Meru is called The Shark’s Fin because it looks like one. The peak is at 21,000 feet and it’s just stacked with obstacles. It was the most complicated and difficult mountain I’d ever laid eyes on – and that’s before I came to know what climbing it really entailed.

It’s at the headwaters of the Ganges in India. Millions of people believe the Ganges to be the most sacred river in the world, and the mountain itself is considered by many to be the center of the universe.

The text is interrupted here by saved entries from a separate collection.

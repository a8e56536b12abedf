//! Event-driven watcher over the topology directory.
//!
//! A non-recursive [`RecommendedWatcher`] reports filesystem events to the
//! `diag-watch` thread. Any create, modify or remove touching a `*.json`
//! descriptor opens a settle window; everything arriving inside it is
//! absorbed and one [`WatchEvent::Reload`] is sent when it closes.

#![allow(missing_docs)]

use std::path::Path;
use std::thread;
use std::time::{Duration, Instant};

use crossbeam_channel::{Receiver, RecvTimeoutError, Sender, unbounded};
use notify::{Config as NotifyConfig, Event, EventKind, RecommendedWatcher, RecursiveMode, Watcher as _};

use crate::core::errors::{DiagError, Result};
use crate::syncer::cancel::{CancelSource, CancelToken};

/// Upper bound on how long a stop request goes unnoticed.
const TICK: Duration = Duration::from_millis(100);

#[derive(Debug, Clone, Copy, PartialEq, Eq)]
pub enum WatchEvent {
    Reload,
}

type RawEvent = notify::Result<Event>;

/// True for events that can change the task set.
pub fn touches_descriptor(event: &Event) -> bool {
    matches!(
        event.kind,
        EventKind::Create(_) | EventKind::Modify(_) | EventKind::Remove(_) | EventKind::Any
    ) && event
        .paths
        .iter()
        .any(|path| path.extension().is_some_and(|ext| ext == "json"))
}

/// Handle to the `diag-watch` thread. Dropping it stops the thread and
/// releases the OS watch.
pub struct Watcher {
    stop: CancelSource,
    join: Option<thread::JoinHandle<()>>,
}

impl Watcher {
    /// Register the watch on `dir` before returning, so every change made
    /// after `spawn` is reported. `dir` must exist.
    pub fn spawn(dir: &Path, settle: Duration, events: Sender<WatchEvent>) -> Result<Self> {
        let (raw_tx, raw_rx) = unbounded::<RawEvent>();
        let mut inner = RecommendedWatcher::new(
            move |res: RawEvent| {
                let _ = raw_tx.send(res);
            },
            NotifyConfig::default(),
        )
        .map_err(|e| watch_error(dir, &e))?;
        inner
            .watch(dir, RecursiveMode::NonRecursive)
            .map_err(|e| watch_error(dir, &e))?;

        let stop = CancelSource::new();
        let token = stop.token();
        let join = thread::Builder::new()
            .name("diag-watch".to_string())
            .spawn(move || {
                // Owned here so the OS watch lives exactly as long as the loop.
                let _inner = inner;
                forward(&raw_rx, settle, &token, &events);
            })
            .map_err(|source| DiagError::Runtime {
                details: format!("failed to spawn watcher thread: {source}"),
            })?;

        Ok(Self {
            stop,
            join: Some(join),
        })
    }

    pub fn stop(mut self) {
        self.halt();
    }

    fn halt(&mut self) {
        self.stop.cancel();
        if let Some(join) = self.join.take() {
            let _ = join.join();
        }
    }
}

impl Drop for Watcher {
    fn drop(&mut self) {
        self.halt();
    }
}

fn watch_error(dir: &Path, e: &notify::Error) -> DiagError {
    DiagError::Runtime {
        details: format!("failed to watch {}: {e}", dir.display()),
    }
}

fn forward(raw: &Receiver<RawEvent>, settle: Duration, token: &CancelToken, events: &Sender<WatchEvent>) {
    while !token.is_cancelled() {
        match raw.recv_timeout(TICK) {
            Ok(Ok(event)) if touches_descriptor(&event) => {
                if !absorb(raw, settle, token) {
                    return;
                }
                if events.send(WatchEvent::Reload).is_err() {
                    return;
                }
            }
            Ok(Ok(_)) | Err(RecvTimeoutError::Timeout) => {}
            Ok(Err(e)) => eprintln!("[DIAG-WATCH] {e}"),
            Err(RecvTimeoutError::Disconnected) => return,
        }
    }
}

/// Swallow events until `settle` has passed. `false` means stop.
fn absorb(raw: &Receiver<RawEvent>, settle: Duration, token: &CancelToken) -> bool {
    let deadline = Instant::now() + settle;
    loop {
        if token.is_cancelled() {
            return false;
        }
        let remaining = deadline.saturating_duration_since(Instant::now());
        if remaining.is_zero() {
            return true;
        }
        match raw.recv_timeout(remaining.min(TICK)) {
            Ok(_) | Err(RecvTimeoutError::Timeout) => {}
            Err(RecvTimeoutError::Disconnected) => return false,
        }
    }
}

Conrad had already tried to climb Meru and failed. In his mind, this had become the climb of his career. It’s the anti-Everest. The trade route on Everest is a very commercial climb. It’s basically a walk. Ropes are fixed from the base to the summit and you can clip into the rope and whenever you fall you don’t go anywhere because you’re on the rope and you can literally close your eyes and make it up. Besides that, you’ve got massive support teams of Sherpas and other porters and guides helping with the logistics and carrying all the loads.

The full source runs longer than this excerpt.